Stored items
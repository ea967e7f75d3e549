//! Error types for the OCR pipeline

use std::path::PathBuf;
use thiserror::Error;

/// Failure while turning an encoded byte buffer into a pixel matrix
#[derive(Debug, Error, Clone, PartialEq, Eq)]
pub enum CodecError {
    /// Missing buffer or zero declared length
    #[error("input image data is invalid or its length is zero")]
    InvalidInput,
    /// The bytes are not a decodable image
    #[error("failed to decode image data: {0}")]
    Decode(String),
}

/// Failure inside a detection or recognition stage
#[derive(Debug, Error)]
pub enum OcrError {
    /// Model artifact missing, unreadable, or rejected by the runtime
    #[error("failed to load model {path:?}: {message}")]
    ModelLoad { path: PathBuf, message: String },

    /// Character dictionary could not be read
    #[error("failed to read character dictionary {path:?}: {source}")]
    Dictionary {
        path: PathBuf,
        #[source]
        source: std::io::Error,
    },

    /// Input image is unusable (zero area, degenerate resize)
    #[error("invalid input: {0}")]
    InvalidInput(String),

    /// The runtime rejected the input or produced malformed output
    #[error("inference failed: {0}")]
    Inference(String),
}

impl From<ort::Error> for OcrError {
    fn from(err: ort::Error) -> Self {
        OcrError::Inference(err.to_string())
    }
}

/// Result alias for stage operations
pub type StageResult<T> = std::result::Result<T, OcrError>;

◆ **What the task requires**
Could you restate, word for word, the lines above from the one with "the OCR pipeline" to the one with "a decodable image", both included?

◆ **Solution to this task**
//! Error types for the OCR pipeline

use std::path::PathBuf;
use thiserror::Error;

/// Failure while turning an encoded byte buffer into a pixel matrix
#[derive(Debug, Error, Clone, PartialEq, Eq)]
pub enum CodecError {
    /// Missing buffer or zero declared length
    #[error("input image data is invalid or its length is zero")]
    InvalidInput,
    /// The bytes are not a decodable image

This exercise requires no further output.